One of the most requested tasks when managing 3D scanning data is the conversion of point clouds into more practical triangular meshes. Here is a step-by-step guide for transforming a raw point cloud into a colored mesh.
Let's start from a colored point cloud (typical output of many 3D scanning devices), each point has just color and no normal information. The example dataset that we will use is a medium sized dataset of 9 millions of points. Typical issues of such a dataset dataset: it is non uniform (comes from an integration of different datasets), has some strongly biased error (alignment error, some problem during data integration), it comes without normals (hard to be shaded).

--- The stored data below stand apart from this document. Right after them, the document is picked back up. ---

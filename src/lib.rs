//! deskclean - sort a cluttered directory into category folders
//!
//! Every immediate child of a target directory is filed under
//! `CleanedFiles/<Category>/` by its extension; sub-directories go to
//! `Folders`. Name collisions never silently drop an entry that looks like a
//! duplicate: it gets a `name_N.ext` path instead.

pub mod classifier;
pub mod cli;
pub mod config;
pub mod file_category;
pub mod file_organizer;
pub mod organizer;
pub mod output;
pub mod path_resolver;

pub use classifier::{Classifier, Entry, EntryKind};
pub use config::{CompiledFilters, Config, ConfigError};
pub use file_category::{Category, CategoryRegistry};
pub use file_organizer::{FileOrganizer, MoveOutcome, Operation, OrganizeError};
pub use organizer::{ARRANGED_DIR_NAME, Organizer, RunReport, RunState};
pub use path_resolver::{CollisionPolicy, PathResolver};

pub use cli::{OrganizeCommand, run_cli};
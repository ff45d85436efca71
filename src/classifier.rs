//! Entry classification.
//!
//! A sub-directory always lands in `Folders`. Everything else is classified
//! by the last extension segment of its name, so `backup.tar.gz` counts as
//! `gz`.

use crate::file_category::{Category, CategoryRegistry};
use serde::Serialize;
use std::ffi::OsString;
use std::fs::DirEntry;
use std::io;
use std::path::{Path, PathBuf};

/// What kind of filesystem object an entry is.
#[derive(Debug, Clone, Copy, PartialEq, Eq, Serialize)]
pub enum EntryKind {
    /// A regular file.
    File,
    /// A directory.
    Directory,
    /// Anything else: symbolic links, sockets, FIFOs, devices.
    Other,
}

impl EntryKind {
    /// Derives the kind from a file type without following symlinks.
    pub fn from_file_type(file_type: std::fs::FileType) -> Self {
        if file_type.is_dir() {
            EntryKind::Directory
        } else if file_type.is_file() {
            EntryKind::File
        } else {
            EntryKind::Other
        }
    }
}

/// An immediate child of the target directory.
#[derive(Debug, Clone, PartialEq, Eq, Serialize)]
pub struct Entry {
    /// The entry's file name, lossily decoded. Used for display, filters and
    /// classification.
    pub name: String,
    /// The exact file name as stored on disk. Destinations are built from it.
    #[serde(skip)]
    pub file_name: OsString,
    /// The full path to the entry.
    pub path: PathBuf,
    /// The kind of object at that path.
    pub kind: EntryKind,
}

impl Entry {
    /// Builds an entry from a directory listing item.
    pub fn from_dir_entry(entry: &DirEntry) -> io::Result<Self> {
        let file_name = entry.file_name();
        Ok(Self {
            name: file_name.to_string_lossy().to_string(),
            file_name,
            path: entry.path(),
            kind: EntryKind::from_file_type(entry.file_type()?),
        })
    }

    /// Builds an entry by inspecting `path` directly.
    pub fn from_path(path: &Path) -> io::Result<Self> {
        let metadata = std::fs::symlink_metadata(path)?;
        let file_name = path
            .file_name()
            .map(|n| n.to_os_string())
            .ok_or_else(|| io::Error::new(io::ErrorKind::InvalidInput, "path has no file name"))?;

        Ok(Self {
            name: file_name.to_string_lossy().to_string(),
            file_name,
            path: path.to_path_buf(),
            kind: EntryKind::from_file_type(metadata.file_type()),
        })
    }

    /// Whether the entry is a real directory (symlinks to directories are not).
    pub fn is_dir(&self) -> bool {
        self.kind == EntryKind::Directory
    }
}

/// Returns the lower-cased text after the final `.` of `name`.
///
/// A name without a `.` has an empty extension.
///
/// # Examples
///
/// ```
/// use deskclean::classifier::extension_of;
///
/// assert_eq!(extension_of("IMAGE.PNG"), "png");
/// assert_eq!(extension_of("archive.tar.gz"), "gz");
/// assert_eq!(extension_of("Makefile"), "");
/// ```
pub fn extension_of(name: &str) -> String {
    name.rsplit_once('.')
        .map(|(_, ext)| ext.to_lowercase())
        .unwrap_or_default()
}

/// Decides which category an entry belongs to.
#[derive(Debug, Clone, Copy)]
pub struct Classifier<'a> {
    registry: &'a CategoryRegistry,
}

impl<'a> Classifier<'a> {
    /// Creates a classifier over `registry`.
    pub fn new(registry: &'a CategoryRegistry) -> Self {
        Self { registry }
    }

    /// Returns the category for `entry`.
    pub fn classify(&self, entry: &Entry) -> Category {
        if entry.is_dir() {
            return Category::Folders;
        }
        self.classify_name(&entry.name)
    }

    /// Classifies a non-directory by name alone.
    pub fn classify_name(&self, name: &str) -> Category {
        let ext = extension_of(name);
        if ext.is_empty() {
            return Category::Others;
        }
        self.registry
            .extension_to_category(&ext)
            .unwrap_or(Category::Others)
    }
}
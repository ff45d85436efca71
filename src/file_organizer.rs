//! Moving a single entry into its category directory.
//!
//! This module holds the error type shared by the engine and the mover that
//! applies the collision policy before renaming an entry into place.
use crate::classifier::Entry;
use crate::file_category::Category;
use crate::path_resolver::{PathResolver, Resolution};
use serde::Serialize;
use std::fs;
use std::path::{Path, PathBuf};

/// How an entry ended up at its destination.
#[derive(Debug, Clone, Copy, PartialEq, Eq, Serialize)]
pub enum MoveOutcome {
    /// Moved to a destination that did not exist.
    Moved,
    /// Moved under a `name_N` alternative because the name was taken.
    Renamed,
    /// Moved over an existing destination of a different size.
    Replaced,
    /// Left in place by the collision policy.
    Skipped,
}

/// Records a single organizing step.
#[derive(Debug, Clone, Serialize)]
pub struct Operation {
    /// Where the entry was before the run.
    pub original_path: PathBuf,
    /// Where the entry is now (equal to `original_path` when skipped).
    pub new_path: PathBuf,
    /// The category the entry was filed under.
    pub category: Category,
    /// What the mover did.
    pub outcome: MoveOutcome,
}

/// Errors that can occur while organizing.
#[derive(Debug)]
pub enum OrganizeError {
    /// The target directory does not exist.
    TargetNotFound { path: PathBuf },
    /// The target directory exists but could not be listed.
    TargetUnreadable {
        path: PathBuf,
        source: std::io::Error,
    },
    /// Failed to create the arranged directory or a category directory.
    DirectoryCreationFailed {
        path: PathBuf,
        source: std::io::Error,
    },
    /// Could not read the size of an entry or of its destination.
    SizeProbeFailed {
        path: PathBuf,
        source: std::io::Error,
    },
    /// Failed to rename an entry into place.
    MoveFailed {
        source: PathBuf,
        destination: PathBuf,
        source_error: std::io::Error,
    },
    /// A path without a usable file name was handed to the mover.
    InvalidEntryName { path: PathBuf },
}

impl OrganizeError {
    /// Whether the error aborts a run instead of affecting a single entry.
    pub fn is_fatal(&self) -> bool {
        matches!(
            self,
            Self::TargetNotFound { .. }
                | Self::TargetUnreadable { .. }
                | Self::DirectoryCreationFailed { .. }
        )
    }
}

impl std::fmt::Display for OrganizeError {
    fn fmt(&self, f: &mut std::fmt::Formatter<'_>) -> std::fmt::Result {
        match self {
            Self::TargetNotFound { path } => {
                write!(f, "Directory with path: {} not found", path.display())
            }
            Self::TargetUnreadable { path, source } => {
                write!(f, "Cannot read directory {}: {}", path.display(), source)
            }
            Self::DirectoryCreationFailed { path, source } => {
                write!(
                    f,
                    "Failed to create directory {}: {}",
                    path.display(),
                    source
                )
            }
            Self::SizeProbeFailed { path, source } => {
                write!(f, "Failed to read size of {}: {}", path.display(), source)
            }
            Self::MoveFailed {
                source,
                destination,
                source_error,
            } => {
                write!(
                    f,
                    "Failed to move {} to {}: {}",
                    source.display(),
                    destination.display(),
                    source_error
                )
            }
            Self::InvalidEntryName { path } => {
                write!(f, "Entry has no file name: {}", path.display())
            }
        }
    }
}

impl std::error::Error for OrganizeError {
    fn source(&self) -> Option<&(dyn std::error::Error + 'static)> {
        match self {
            Self::TargetUnreadable { source, .. }
            | Self::DirectoryCreationFailed { source, .. }
            | Self::SizeProbeFailed { source, .. } => Some(source),
            Self::MoveFailed { source_error, .. } => Some(source_error),
            Self::TargetNotFound { .. } | Self::InvalidEntryName { .. } => None,
        }
    }
}

/// Result type for organizing operations.
pub type OrganizeResult<T> = Result<T, OrganizeError>;

/// Moves entries into place, consulting the path resolver first.
#[derive(Debug, Clone, Copy, Default)]
pub struct FileOrganizer {
    resolver: PathResolver,
}

impl FileOrganizer {
    /// Creates a mover that resolves collisions with `resolver`.
    pub fn new(resolver: PathResolver) -> Self {
        Self { resolver }
    }

    /// The resolver consulted before every move.
    pub fn resolver(&self) -> &PathResolver {
        &self.resolver
    }

    /// Works out where `entry` would go without touching the filesystem.
    ///
    /// # Errors
    ///
    /// Returns `OrganizeError::SizeProbeFailed` when a collision has to be
    /// judged and a size cannot be read.
    pub fn resolve(&self, entry: &Entry, destination: &Path) -> OrganizeResult<Resolution> {
        self.resolver
            .resolve(&entry.path, entry.kind, destination)
            .map_err(|e| OrganizeError::SizeProbeFailed {
                path: entry.path.clone(),
                source: e,
            })
    }

    /// Moves `entry` to `destination`, or to an alternative path when the
    /// resolver says so.
    ///
    /// Directories are compared by their total recursive size; files and
    /// other entries by their own size. The rename itself is a single
    /// `fs::rename`, so a move across filesystems fails instead of copying.
    ///
    /// # Examples
    ///
    /// ```no_run
    /// use deskclean::classifier::Entry;
    /// use deskclean::file_category::Category;
    /// use deskclean::file_organizer::FileOrganizer;
    /// use std::path::Path;
    ///
    /// let entry = Entry::from_path(Path::new("/home/me/Desktop/photo.png")).unwrap();
    /// let op = FileOrganizer::default().move_entry(
    ///     &entry,
    ///     Path::new("/home/me/Desktop/CleanedFiles/Images/photo.png"),
    ///     Category::Images,
    /// );
    /// match op {
    ///     Ok(op) => println!("Moved to {}", op.new_path.display()),
    ///     Err(e) => eprintln!("{}", e),
    /// }
    /// ```
    pub fn move_entry(
        &self,
        entry: &Entry,
        destination: &Path,
        category: Category,
    ) -> OrganizeResult<Operation> {
        if entry.path.file_name().is_none() {
            return Err(OrganizeError::InvalidEntryName {
                path: entry.path.clone(),
            });
        }

        let resolution = self.resolve(entry, destination)?;
        let (target, outcome) = match resolution {
            Resolution::Vacant(path) => (path, MoveOutcome::Moved),
            Resolution::Duplicate(path) => (path, MoveOutcome::Renamed),
            Resolution::Replace(path) => (path, MoveOutcome::Replaced),
            Resolution::Skip => {
                return Ok(Operation {
                    original_path: entry.path.clone(),
                    new_path: entry.path.clone(),
                    category,
                    outcome: MoveOutcome::Skipped,
                });
            }
        };

        fs::rename(&entry.path, &target).map_err(|e| OrganizeError::MoveFailed {
            source: entry.path.clone(),
            destination: target.clone(),
            source_error: e,
        })?;

        Ok(Operation {
            original_path: entry.path.clone(),
            new_path: target,
            category,
            outcome,
        })
    }
}
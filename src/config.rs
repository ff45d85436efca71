//! User configuration.
//!
//! Configuration is read from a TOML file and controls three things:
//! - which entries of the target directory are left alone (filters)
//! - what happens when a destination exists with a different size
//! - extra extension mappings on top of the built-in lists
//!
//! # Configuration File Format
//!
//! ```toml
//! [filters]
//! enable_hidden_files = true
//!
//! [filters.exclude]
//! filenames = [".DS_Store", "desktop.ini"]
//! patterns = ["*.part"]
//! extensions = ["crdownload"]
//! regex = []
//!
//! [filters.include]
//! patterns = []
//!
//! [collision]
//! on_size_mismatch = "overwrite"
//!
//! [extensions]
//! Images = ["webp", "tiff"]
//! ```

use crate::file_category::{Category, CategoryRegistry};
use crate::path_resolver::CollisionPolicy;
use glob::Pattern;
use regex::Regex;
use serde::{Deserialize, Serialize};
use std::collections::{BTreeMap, HashSet};
use std::fs;
use std::path::{Path, PathBuf};

/// Name of the per-directory configuration file.
pub const LOCAL_CONFIG_NAME: &str = ".deskcleanrc.toml";

/// Errors that can occur during configuration loading.
#[derive(Debug, Clone)]
pub enum ConfigError {
    /// Configuration file not found at the specified path.
    ConfigNotFound(PathBuf),
    /// Invalid TOML syntax or structure.
    ConfigInvalid(String),
    /// Invalid glob pattern provided.
    InvalidGlobPattern(String),
    /// Invalid regex pattern provided with the actual error reason.
    InvalidRegexPattern {
        /// The regex pattern that failed to compile.
        pattern: String,
        /// The reason why the pattern is invalid.
        reason: String,
    },
    /// A key under `[extensions]` does not name an extension category.
    UnknownCategory(String),
    /// IO error while reading configuration.
    IoError(String),
}

impl std::fmt::Display for ConfigError {
    fn fmt(&self, f: &mut std::fmt::Formatter<'_>) -> std::fmt::Result {
        match self {
            ConfigError::ConfigNotFound(path) => {
                write!(f, "Configuration file not found: {}", path.display())
            }
            ConfigError::ConfigInvalid(msg) => write!(f, "Invalid configuration: {}", msg),
            ConfigError::InvalidGlobPattern(pattern) => {
                write!(f, "Invalid glob pattern '{}'", pattern)
            }
            ConfigError::InvalidRegexPattern { pattern, reason } => {
                write!(f, "Invalid regex pattern '{}': {}", pattern, reason)
            }
            ConfigError::UnknownCategory(name) => {
                write!(
                    f,
                    "Unknown category '{}' in [extensions]; expected one of: {}",
                    name,
                    extension_category_names().join(", ")
                )
            }
            ConfigError::IoError(msg) => write!(f, "IO error reading configuration: {}", msg),
        }
    }
}

impl std::error::Error for ConfigError {}

/// Top-level configuration file.
#[derive(Debug, Clone, Default, Serialize, Deserialize)]
pub struct Config {
    #[serde(default)]
    pub filters: FilterRules,

    #[serde(default)]
    pub collision: CollisionRules,

    /// Extra extensions per category name, e.g. `Images = ["webp"]`.
    #[serde(default)]
    pub extensions: BTreeMap<String, Vec<String>>,
}

/// Root-level filter rules configuration.
#[derive(Debug, Clone, Serialize, Deserialize)]
pub struct FilterRules {
    /// Whether hidden entries (starting with ".") are organized. Defaults to true.
    #[serde(default = "default_enable_hidden_files")]
    pub enable_hidden_files: bool,

    /// Rules for excluding entries.
    #[serde(default)]
    pub exclude: ExcludeRules,

    /// Rules for including entries (whitelist, overrides exclude rules).
    #[serde(default)]
    pub include: IncludeRules,
}

impl Default for FilterRules {
    fn default() -> Self {
        Self {
            enable_hidden_files: default_enable_hidden_files(),
            exclude: ExcludeRules::default(),
            include: IncludeRules::default(),
        }
    }
}

fn default_enable_hidden_files() -> bool {
    true
}

/// Rules for excluding entries from organization.
#[derive(Debug, Clone, Default, Serialize, Deserialize)]
pub struct ExcludeRules {
    /// Exact names to exclude (e.g., ".DS_Store", "desktop.ini").
    #[serde(default)]
    pub filenames: Vec<String>,

    /// Glob patterns matched against the entry name (e.g., "*.part").
    #[serde(default)]
    pub patterns: Vec<String>,

    /// Extensions to exclude (e.g., "crdownload", "tmp").
    #[serde(default)]
    pub extensions: Vec<String>,

    /// Regex patterns matched against the entry name.
    #[serde(default)]
    pub regex: Vec<String>,
}

/// Rules for including entries, overriding exclude rules (whitelist).
#[derive(Debug, Clone, Default, Serialize, Deserialize)]
pub struct IncludeRules {
    /// Glob patterns that override exclude rules.
    #[serde(default)]
    pub patterns: Vec<String>,
}

/// Collision handling settings.
#[derive(Debug, Clone, Copy, Default, Serialize, Deserialize)]
pub struct CollisionRules {
    /// Policy when an existing destination differs in size from the entry.
    #[serde(default)]
    pub on_size_mismatch: CollisionPolicy,
}

impl Config {
    /// Load configuration from a file, with fallback to defaults.
    ///
    /// Attempts to load configuration in the following order:
    /// 1. If `config_path` is provided, load from that file
    /// 2. Look for `.deskcleanrc.toml` in the current directory
    /// 3. Look for `~/.config/deskclean/config.toml`
    /// 4. Fall back to default configuration
    ///
    /// # Errors
    ///
    /// Returns an error if a configuration file exists but cannot be read or parsed.
    pub fn load(config_path: Option<&Path>) -> Result<Self, ConfigError> {
        if let Some(path) = config_path {
            return Self::load_from_file(path);
        }

        let local_config = PathBuf::from(LOCAL_CONFIG_NAME);
        if local_config.exists() {
            return Self::load_from_file(&local_config);
        }

        if let Some(home) = dirs::home_dir() {
            let home_config = home.join(".config").join("deskclean").join("config.toml");
            if home_config.exists() {
                return Self::load_from_file(&home_config);
            }
        }

        Ok(Self::default())
    }

    fn load_from_file(path: &Path) -> Result<Self, ConfigError> {
        if !path.exists() {
            return Err(ConfigError::ConfigNotFound(path.to_path_buf()));
        }

        let content = fs::read_to_string(path).map_err(|e| ConfigError::IoError(e.to_string()))?;
        Self::from_toml_str(&content)
    }

    /// Parse configuration from a TOML string.
    ///
    /// # Errors
    ///
    /// Returns `ConfigError::ConfigInvalid` if the TOML is malformed.
    pub fn from_toml_str(content: &str) -> Result<Self, ConfigError> {
        toml::from_str(content).map_err(|e| ConfigError::ConfigInvalid(e.to_string()))
    }

    /// Build the category registry: built-in lists plus `[extensions]`.
    ///
    /// Configured extensions replace any built-in mapping for the same
    /// extension.
    ///
    /// # Errors
    ///
    /// Returns `ConfigError::UnknownCategory` for a key that is not an
    /// extension category. `Folders` is rejected since it only ever holds
    /// directories.
    pub fn registry(&self) -> Result<CategoryRegistry, ConfigError> {
        let mut registry = CategoryRegistry::new();
        for (name, extensions) in &self.extensions {
            let category = Category::from_dir_name(name)
                .filter(|category| *category != Category::Folders)
                .ok_or_else(|| ConfigError::UnknownCategory(name.clone()))?;
            for ext in extensions {
                registry.add_extension_mapping(ext, category);
            }
        }
        Ok(registry)
    }

    /// Compile the filter rules for matching.
    ///
    /// # Errors
    ///
    /// Returns an error if any regex or glob patterns are invalid.
    pub fn compile_filters(&self) -> Result<CompiledFilters, ConfigError> {
        CompiledFilters::new(&self.filters)
    }
}

fn extension_category_names() -> Vec<&'static str> {
    Category::ALL
        .iter()
        .filter(|category| **category != Category::Folders)
        .map(Category::dir_name)
        .collect()
}

/// Pre-compiled filter rules.
#[derive(Debug)]
pub struct CompiledFilters {
    enable_hidden_files: bool,
    exclude_filenames: HashSet<String>,
    exclude_extensions: HashSet<String>,
    exclude_patterns: Vec<Pattern>,
    exclude_regexes: Vec<Regex>,
    include_patterns: Vec<Pattern>,
}

impl Default for CompiledFilters {
    fn default() -> Self {
        Self {
            enable_hidden_files: true,
            exclude_filenames: HashSet::new(),
            exclude_extensions: HashSet::new(),
            exclude_patterns: Vec::new(),
            exclude_regexes: Vec::new(),
            include_patterns: Vec::new(),
        }
    }
}

impl CompiledFilters {
    fn new(rules: &FilterRules) -> Result<Self, ConfigError> {
        let compile_globs = |patterns: &[String]| {
            patterns
                .iter()
                .map(|pattern| {
                    Pattern::new(pattern)
                        .map_err(|_| ConfigError::InvalidGlobPattern(pattern.clone()))
                })
                .collect::<Result<Vec<_>, _>>()
        };

        let exclude_regexes = rules
            .exclude
            .regex
            .iter()
            .map(|pattern| {
                Regex::new(pattern).map_err(|e| ConfigError::InvalidRegexPattern {
                    pattern: pattern.clone(),
                    reason: e.to_string(),
                })
            })
            .collect::<Result<Vec<_>, _>>()?;

        Ok(Self {
            enable_hidden_files: rules.enable_hidden_files,
            exclude_filenames: rules.exclude.filenames.iter().cloned().collect(),
            exclude_extensions: rules
                .exclude
                .extensions
                .iter()
                .map(|ext| ext.trim_start_matches('.').to_lowercase())
                .collect(),
            exclude_patterns: compile_globs(rules.exclude.patterns.as_slice())?,
            exclude_regexes,
            include_patterns: compile_globs(rules.include.patterns.as_slice())?,
        })
    }

    /// Check whether the entry called `name` should be organized.
    ///
    /// Checks are performed in this order, with early termination:
    /// 1. Include patterns (whitelist) - if matched, always include
    /// 2. Hidden entry filter - if hidden and disabled, exclude
    /// 3. Exact name match - if matched, exclude
    /// 4. Extension match - if matched, exclude
    /// 5. Glob pattern match - if matched, exclude
    /// 6. Regex pattern match - if matched, exclude
    /// 7. Default: include
    pub fn should_include(&self, name: &str) -> bool {
        if self.include_patterns.iter().any(|p| p.matches(name)) {
            return true;
        }

        if !self.enable_hidden_files && name.starts_with('.') {
            return false;
        }

        if self.exclude_filenames.contains(name) {
            return false;
        }

        if let Some(ext) = Path::new(name).extension() {
            let ext_lower = ext.to_string_lossy().to_lowercase();
            if self.exclude_extensions.contains(&ext_lower) {
                return false;
            }
        }

        if self.exclude_patterns.iter().any(|p| p.matches(name)) {
            return false;
        }

        !self.exclude_regexes.iter().any(|regex| regex.is_match(name))
    }
}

As a first step we reduce a bit the dataset in order to have amore manageable dataset. Many different options here. Having a nicely spaced subsampling is a good way to make some computation in a faster way. The Sampling->Poisson Disk Sampling filter is a good option. While it was designed to create Poisson disk samples over a mesh, it is able to also compute Poisson disk subsampling of a given point cloud (remember to check the 'subsampling' boolean flag). For the curious ones, it uses an algorithm very similar to the dart throwing paper presented at EGSR2009 (except that we have released code for such an algorith long before the publication of this article :) ). In the invisible side figure a Poisson disk subsampling of just 66k vertices.
- Normal Reconstruction
Currently inside MeshLab the construction of normals for a point cloud is not particularly optimized (I would not apply it over 9M point cloud) so starting from smaller mesh can give better, faster results. You can use this small point cloud to issue a fast surface reconstruction (using Remeshing->Poisson surface reconstruction) and then transfer the normals of this small rough surface to the original point cloud. Obviously in this way the full point cloud will have a normal field that is by far smoother than necessary, but this is not an issue for most surface reconstruction algorithms (but it is an issue if you want to use these normals for shading!).
- Surface reconstruction
Once rough normals are available Poisson surface reconstruction is a good choice. Using the original point cloud with the computed normals we build a surface at the highest resolution (recursion level 11). Roughly clean it removing large faces filter, and eventually simplify it a bit (remove 30% of the faces) using classical Remeshing->Quadric edge collapse simplification filter (many implicit surface filters rely on marching cube like algorithms and leave useless tiny triangles).
- Recovering original color
Here we have two options, recovering color as a texture or recovering color as per-vertex color. Here we go for the latter, leaving the former to a next post where we will go in more details on the new automatic parametrization stuff that we are adding in MeshLab. Obviously if you store color onto vertexes you need to have a very dense mesh, more or less of the same magnitudo of the original point cloud, so probably refining large faces a bit could be useful. After refining the mesh you simply transfer the color attribute from the original point cloud to the reconstructed surface using the vertex attribute transfer filter.
- Cleaning up and assessing
The vertex attribute transfer filter uses a simple closest point heuristic to match the points between the two meshes. As a side product it can store (in the all-purpose per-vertex scalar quality) the distance of the matching points. Now just selecting the faces having vertices whose distance is larger than a given threshold we can easily remove the redundant faces created by the Poisson Surface Reconstruction.
This pipeline is only one of the many possible way of ending up into a nice mesh. For example different choices could have been done for step 2/3. There are reconstruction algorithms that do not need surface normals, like for example the "Voronoi Filtering" that is an interpolating reconstruction algorithm (e.g. it build up only triangles on the given input points) but usually these filters works better on very clean datasets, without noise or alignment errors. Otherwise on noisy datasets it is easy that they create a lot of non manifold situations. Final thanks to Denis Pitzalis for providing me this nice dataset of a Cypriot theater.